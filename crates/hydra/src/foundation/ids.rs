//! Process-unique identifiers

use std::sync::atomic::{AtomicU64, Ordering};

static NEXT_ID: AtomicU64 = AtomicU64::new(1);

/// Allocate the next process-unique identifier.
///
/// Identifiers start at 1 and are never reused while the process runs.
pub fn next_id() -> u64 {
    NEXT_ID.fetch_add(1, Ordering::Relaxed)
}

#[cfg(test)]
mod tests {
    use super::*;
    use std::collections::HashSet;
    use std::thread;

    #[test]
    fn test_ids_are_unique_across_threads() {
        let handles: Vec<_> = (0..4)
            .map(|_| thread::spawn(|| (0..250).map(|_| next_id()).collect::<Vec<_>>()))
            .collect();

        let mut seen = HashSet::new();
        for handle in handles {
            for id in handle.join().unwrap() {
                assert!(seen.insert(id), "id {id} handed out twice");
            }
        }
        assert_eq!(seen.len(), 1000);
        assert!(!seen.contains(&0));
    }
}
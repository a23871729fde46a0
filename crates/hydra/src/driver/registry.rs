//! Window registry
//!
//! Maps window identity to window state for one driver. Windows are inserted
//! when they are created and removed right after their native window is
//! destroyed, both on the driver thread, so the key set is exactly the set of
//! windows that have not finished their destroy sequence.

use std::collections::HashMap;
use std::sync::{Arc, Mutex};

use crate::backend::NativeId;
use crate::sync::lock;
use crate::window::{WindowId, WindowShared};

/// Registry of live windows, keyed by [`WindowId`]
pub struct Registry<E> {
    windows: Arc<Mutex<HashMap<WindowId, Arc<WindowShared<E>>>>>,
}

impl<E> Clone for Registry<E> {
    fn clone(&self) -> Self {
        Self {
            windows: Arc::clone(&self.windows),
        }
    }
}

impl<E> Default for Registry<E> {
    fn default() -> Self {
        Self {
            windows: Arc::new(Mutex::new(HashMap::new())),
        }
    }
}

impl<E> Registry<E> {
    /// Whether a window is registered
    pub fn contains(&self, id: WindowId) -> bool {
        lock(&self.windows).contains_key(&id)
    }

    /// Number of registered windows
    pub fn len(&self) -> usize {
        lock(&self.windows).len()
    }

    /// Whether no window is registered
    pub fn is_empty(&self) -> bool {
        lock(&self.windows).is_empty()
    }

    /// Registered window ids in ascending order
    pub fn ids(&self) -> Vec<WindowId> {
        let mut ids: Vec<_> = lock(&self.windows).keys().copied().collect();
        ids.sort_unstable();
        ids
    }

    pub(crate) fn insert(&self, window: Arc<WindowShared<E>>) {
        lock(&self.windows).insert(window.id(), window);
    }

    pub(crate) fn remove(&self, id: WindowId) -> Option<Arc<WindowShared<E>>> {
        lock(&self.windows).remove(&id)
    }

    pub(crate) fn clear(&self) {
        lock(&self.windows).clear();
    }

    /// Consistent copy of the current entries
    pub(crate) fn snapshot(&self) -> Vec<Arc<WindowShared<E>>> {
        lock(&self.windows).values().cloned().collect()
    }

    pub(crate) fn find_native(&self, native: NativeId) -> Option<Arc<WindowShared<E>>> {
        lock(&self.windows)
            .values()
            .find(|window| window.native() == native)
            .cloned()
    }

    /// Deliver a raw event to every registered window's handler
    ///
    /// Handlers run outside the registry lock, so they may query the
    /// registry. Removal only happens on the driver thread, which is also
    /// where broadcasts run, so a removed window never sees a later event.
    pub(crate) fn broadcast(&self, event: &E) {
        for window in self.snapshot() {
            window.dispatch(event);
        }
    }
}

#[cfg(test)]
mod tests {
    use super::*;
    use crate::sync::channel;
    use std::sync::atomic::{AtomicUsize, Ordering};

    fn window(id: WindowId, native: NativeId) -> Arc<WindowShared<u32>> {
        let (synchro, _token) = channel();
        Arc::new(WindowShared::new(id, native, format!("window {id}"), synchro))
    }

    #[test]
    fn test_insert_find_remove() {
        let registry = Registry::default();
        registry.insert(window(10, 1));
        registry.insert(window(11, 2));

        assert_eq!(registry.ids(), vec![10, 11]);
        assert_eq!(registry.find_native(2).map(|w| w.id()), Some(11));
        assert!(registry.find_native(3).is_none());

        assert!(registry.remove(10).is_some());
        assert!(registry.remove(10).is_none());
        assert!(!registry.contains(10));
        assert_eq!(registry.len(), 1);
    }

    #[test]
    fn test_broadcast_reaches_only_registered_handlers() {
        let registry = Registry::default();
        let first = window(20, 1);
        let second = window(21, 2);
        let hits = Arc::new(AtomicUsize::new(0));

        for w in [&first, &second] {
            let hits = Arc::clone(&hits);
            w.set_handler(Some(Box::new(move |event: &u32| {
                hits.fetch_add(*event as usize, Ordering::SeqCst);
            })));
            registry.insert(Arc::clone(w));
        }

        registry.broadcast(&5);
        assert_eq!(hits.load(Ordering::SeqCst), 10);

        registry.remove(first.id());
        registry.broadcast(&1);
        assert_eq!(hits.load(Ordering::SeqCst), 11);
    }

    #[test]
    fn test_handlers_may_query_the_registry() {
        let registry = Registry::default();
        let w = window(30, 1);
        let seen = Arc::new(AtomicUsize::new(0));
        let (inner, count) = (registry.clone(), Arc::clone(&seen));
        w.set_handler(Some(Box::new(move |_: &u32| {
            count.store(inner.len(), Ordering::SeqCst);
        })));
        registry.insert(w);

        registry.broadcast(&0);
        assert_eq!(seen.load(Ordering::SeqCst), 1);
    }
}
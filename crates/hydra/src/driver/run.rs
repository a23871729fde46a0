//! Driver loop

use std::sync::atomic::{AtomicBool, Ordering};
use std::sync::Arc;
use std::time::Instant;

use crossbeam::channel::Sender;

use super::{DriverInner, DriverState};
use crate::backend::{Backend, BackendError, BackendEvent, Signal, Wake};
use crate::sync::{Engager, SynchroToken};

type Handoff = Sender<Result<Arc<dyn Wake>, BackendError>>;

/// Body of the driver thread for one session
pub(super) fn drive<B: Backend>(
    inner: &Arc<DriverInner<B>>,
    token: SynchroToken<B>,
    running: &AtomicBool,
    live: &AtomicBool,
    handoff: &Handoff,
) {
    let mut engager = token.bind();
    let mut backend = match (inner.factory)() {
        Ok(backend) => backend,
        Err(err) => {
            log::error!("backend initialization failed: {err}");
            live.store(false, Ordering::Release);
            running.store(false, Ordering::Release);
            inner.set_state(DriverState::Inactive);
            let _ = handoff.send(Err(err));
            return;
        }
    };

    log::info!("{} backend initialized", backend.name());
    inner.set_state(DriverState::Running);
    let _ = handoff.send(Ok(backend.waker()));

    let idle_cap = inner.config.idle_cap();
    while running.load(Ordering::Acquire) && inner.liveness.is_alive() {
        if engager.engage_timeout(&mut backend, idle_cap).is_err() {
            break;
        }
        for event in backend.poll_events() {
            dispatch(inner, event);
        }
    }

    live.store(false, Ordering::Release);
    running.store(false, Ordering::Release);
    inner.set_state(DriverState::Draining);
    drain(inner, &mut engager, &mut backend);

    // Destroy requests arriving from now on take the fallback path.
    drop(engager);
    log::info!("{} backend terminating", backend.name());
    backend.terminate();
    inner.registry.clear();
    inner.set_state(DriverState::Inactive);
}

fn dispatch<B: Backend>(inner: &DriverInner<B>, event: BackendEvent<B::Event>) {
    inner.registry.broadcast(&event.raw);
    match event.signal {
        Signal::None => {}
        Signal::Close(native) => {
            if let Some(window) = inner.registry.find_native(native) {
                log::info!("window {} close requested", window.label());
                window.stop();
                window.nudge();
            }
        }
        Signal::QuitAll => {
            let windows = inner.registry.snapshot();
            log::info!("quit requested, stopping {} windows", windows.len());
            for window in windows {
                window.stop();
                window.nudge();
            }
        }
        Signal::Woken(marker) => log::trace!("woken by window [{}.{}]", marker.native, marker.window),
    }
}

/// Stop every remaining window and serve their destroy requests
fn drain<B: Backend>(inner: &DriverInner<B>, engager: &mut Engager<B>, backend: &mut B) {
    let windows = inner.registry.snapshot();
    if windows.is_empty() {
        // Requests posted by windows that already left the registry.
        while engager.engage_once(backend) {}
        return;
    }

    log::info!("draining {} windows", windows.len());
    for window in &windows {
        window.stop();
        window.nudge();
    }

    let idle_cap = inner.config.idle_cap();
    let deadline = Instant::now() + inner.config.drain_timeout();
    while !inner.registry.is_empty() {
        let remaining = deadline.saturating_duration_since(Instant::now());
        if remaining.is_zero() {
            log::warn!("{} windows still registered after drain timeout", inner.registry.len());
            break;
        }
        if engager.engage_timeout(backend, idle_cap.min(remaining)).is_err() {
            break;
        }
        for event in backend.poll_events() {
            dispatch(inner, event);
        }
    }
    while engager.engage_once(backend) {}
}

━━━

- **Problem details**: Reproduce each line of the entries in which the word "hydra" is found.

- **Problem solution**:
filename crates/hydra/src/foundation/ids.rs
filename crates/hydra/src/driver/registry.rs
filename crates/hydra/src/driver/run.rs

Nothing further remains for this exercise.